5.4 Par ailleurs, le Comité n'estime pas qu'il y a eu violation du droit de l'auteur, en vertu du paragraphe 2 de l'article 14, d'être présumé innocent jusqu'à ce que sa culpabilité ait été légalement établie. Les observations attribuées aux juges chargés de l'affaire ont pu être à l'origine des retards ou de l'absence de décision au cours de la procédure judiciaire, mais elles ne peuvent pas être interprétées comme signifiant que les juges s'étaient fait une opinion à l'avance sur l'innocence ou la culpabilité de l'auteur.

5.5 Enfin, le Comité estime que ce que l'auteur considère comme une campagne de presse diffamatoire menée contre lui et qui constituerait une atteinte illégale à son honneur et à sa réputation, ne soulève pas de questions au titre de l'article 17 du Pacte. On ne peut, sur la base des renseignements dont le Comité est saisi, attribuer aux autorités de l'Etat partie les articles publiés en 1986 et 1987 dans divers journaux locaux et nationaux sur la prétendue participation de l'auteur à des pratiques d'achats frauduleux; il en est ainsi même si les journaux cités par l'auteur étaient favorables au gouvernement alors en place. Le Comité note en outre qu'apparemment, l'auteur n'a pas engagé de poursuites contre ceux qu'il considérait comme responsables de diffamation.
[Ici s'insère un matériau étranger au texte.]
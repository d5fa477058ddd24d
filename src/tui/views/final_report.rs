//! Final report screen.

use crate::quality::ComplianceSummary;
use crate::tui::app::App;
use crate::tui::theme::{Styles, colors, severity_badge};
use crate::tui::widgets::{ScoreBar, truncate_to_width};
use ratatui::{
    prelude::*,
    widgets::{Block, Borders, Cell, Gauge, Paragraph, Row, Table, Wrap},
};

const LAYER_BAR_WIDTH: u16 = 20;

pub fn render_final_report(frame: &mut Frame, area: Rect, app: &App) {
    // Figures are derived from the catalog on every draw
    let summary = ComplianceSummary::from_catalog(app.navigator.catalog());
    let recs_height = u16::try_from(summary.recommendations.len() + 2)
        .unwrap_or(u16::MAX)
        .clamp(3, 8);

    let chunks = Layout::default()
        .direction(Direction::Vertical)
        .constraints([
            Constraint::Length(6),           // Headline figures
            Constraint::Min(6),              // Per-layer rows
            Constraint::Length(recs_height), // Recommendations
            Constraint::Length(3),           // Actions
        ])
        .split(area);

    render_headline(frame, chunks[0], app, &summary);
    render_layer_table(frame, chunks[1], app, &summary);
    render_recommendations(frame, chunks[2], &summary);
    render_actions(frame, chunks[3]);
}

fn render_headline(frame: &mut Frame, area: Rect, app: &App, summary: &ComplianceSummary) {
    let scheme = colors();
    let color = scheme.band_color(summary.overall_band);
    let halves = Layout::default()
        .direction(Direction::Horizontal)
        .constraints([Constraint::Percentage(50), Constraint::Percentage(50)])
        .split(area);

    let gauge = Gauge::default()
        .block(
            Block::default()
                .title(" Overall Compliance ")
                .title_style(Styles::section_title())
                .borders(Borders::ALL)
                .border_style(Style::default().fg(color)),
        )
        .gauge_style(Style::default().fg(color).bg(scheme.track))
        .percent(u16::from(summary.overall_score.min(100)))
        .label(format!(
            "{}% ({})",
            summary.overall_score,
            summary.overall_band.label()
        ));
    frame.render_widget(gauge, halves[0]);

    let mut lines = vec![
        Line::from(vec![
            Span::styled("Checks passed   ", Styles::label()),
            Span::styled(
                format!("{}/{}", summary.passed_checks, summary.total_checks),
                Styles::value(),
            ),
        ]),
        Line::from(vec![
            Span::styled("Success rate    ", Styles::label()),
            Span::styled(
                format!("{}%", summary.success_rate),
                Styles::score(summary.success_rate),
            ),
        ]),
    ];
    if let Some(abdm) = summary.abdm_readiness {
        lines.push(Line::from(vec![
            Span::styled("ABDM Readiness  ", Styles::label()),
            Span::styled(format!("{abdm}%"), Styles::score(abdm)),
        ]));
    }
    if let Some(at) = app.report_generated_at {
        lines.push(Line::from(vec![
            Span::styled("Generated       ", Styles::label()),
            Span::styled(at.format("%Y-%m-%d %H:%M:%S").to_string(), Styles::text_muted()),
        ]));
    }

    let document = app
        .navigator
        .uploaded_file()
        .map_or_else(|| "Summary".to_string(), |f| f.name());
    let title = format!(
        " {} ",
        truncate_to_width(&document, usize::from(halves[1].width.saturating_sub(4)))
    );
    let stats = Paragraph::new(lines).block(
        Block::default()
            .title(title)
            .borders(Borders::ALL)
            .border_style(Styles::border()),
    );
    frame.render_widget(stats, halves[1]);
}

fn render_layer_table(frame: &mut Frame, area: Rect, app: &App, summary: &ComplianceSummary) {
    let rows: Vec<Row> = summary
        .layers
        .iter()
        .map(|layer| {
            Row::new(vec![
                Cell::from(format!("{} {}", layer.kind.glyph(), layer.name)),
                Cell::from(Line::from(ScoreBar::new(layer.score).spans(LAYER_BAR_WIDTH))),
                Cell::from(Span::styled(
                    format!("{:>3}%", layer.score),
                    Styles::score(layer.score),
                )),
                Cell::from(format!("{} checks", layer.stats.total)),
                Cell::from(Span::styled(
                    format!("{} passed", layer.stats.passed),
                    Styles::success(),
                )),
            ])
        })
        .collect();

    let table = Table::new(
        rows,
        [
            Constraint::Min(24),
            Constraint::Length(LAYER_BAR_WIDTH),
            Constraint::Length(4),
            Constraint::Length(10),
            Constraint::Length(10),
        ],
    )
    .header(
        Row::new(vec!["Layer", "", "Score", "Checks", "Passed"])
            .style(Styles::label())
            .bottom_margin(1),
    )
    .column_spacing(2)
    .block(
        Block::default()
            .title(format!(" Layers ({}) ", app.navigator.catalog().len()))
            .borders(Borders::ALL)
            .border_style(Styles::border()),
    );
    frame.render_widget(table, area);
}

fn render_recommendations(frame: &mut Frame, area: Rect, summary: &ComplianceSummary) {
    let lines: Vec<Line> = if summary.recommendations.is_empty() {
        vec![Line::styled("No recommendations", Styles::text_muted())]
    } else {
        summary
            .recommendations
            .iter()
            .map(|rec| {
                Line::from(vec![
                    severity_badge(rec.severity),
                    Span::raw(" "),
                    Span::styled(rec.message.clone(), Styles::text()),
                    Span::styled(format!("  ({})", rec.layer), Styles::label()),
                ])
            })
            .collect()
    };

    let panel = Paragraph::new(lines).wrap(Wrap { trim: false }).block(
        Block::default()
            .title(" Key Recommendations ")
            .borders(Borders::ALL)
            .border_style(Styles::border()),
    );
    frame.render_widget(panel, area);
}

fn render_actions(frame: &mut Frame, area: Rect) {
    let scheme = colors();
    let line = Line::from(vec![
        Span::styled(
            " ↺ Start New Analysis ",
            Style::default()
                .fg(scheme.badge_fg_dark)
                .bg(scheme.primary)
                .bold(),
        ),
        Span::styled("  r", Styles::text_muted()),
        Span::raw("     "),
        Span::styled(
            " ⇩ Export Report ",
            Style::default().fg(scheme.badge_fg_dark).bg(scheme.accent),
        ),
        Span::styled("  e", Styles::text_muted()),
    ]);

    let actions = Paragraph::new(line)
        .alignment(Alignment::Center)
        .block(Block::default().borders(Borders::TOP).border_style(Styles::border()));
    frame.render_widget(actions, area);
}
6. Le Comité des droits de l'homme, agissant en vertu du paragraphe 4 de l'article 5 du Protocole facultatif se rapportant au Pacte international relatif aux droits civils et politiques, est d'avis que les faits qui lui ont été présentés font apparaître des violations des articles 12 (par. 2) et 14 (par. 1) du Pacte.

7. Le Comité est d'avis que, conformément aux dispositions du paragraphe 3 a) de l'article 2 du Pacte, M. González del Río doit disposer d'un recours utile, y compris l'exécution de la décision rendue en sa faveur le 15 septembre 1986 par le tribunal constitutionnel. L'Etat partie est dans l'obligation de prendre des mesures pour veiller à ce que de telles violations ne se reproduisent plus à l'avenir.

8. Le Comité souhaiterait recevoir, dans les 90 jours, des informations sur toutes mesures pertinentes que l'Etat partie aura prises en rapport avec ses constatations.

[Texte établi en anglais (version originale) et traduit en espagnol, français et russe.]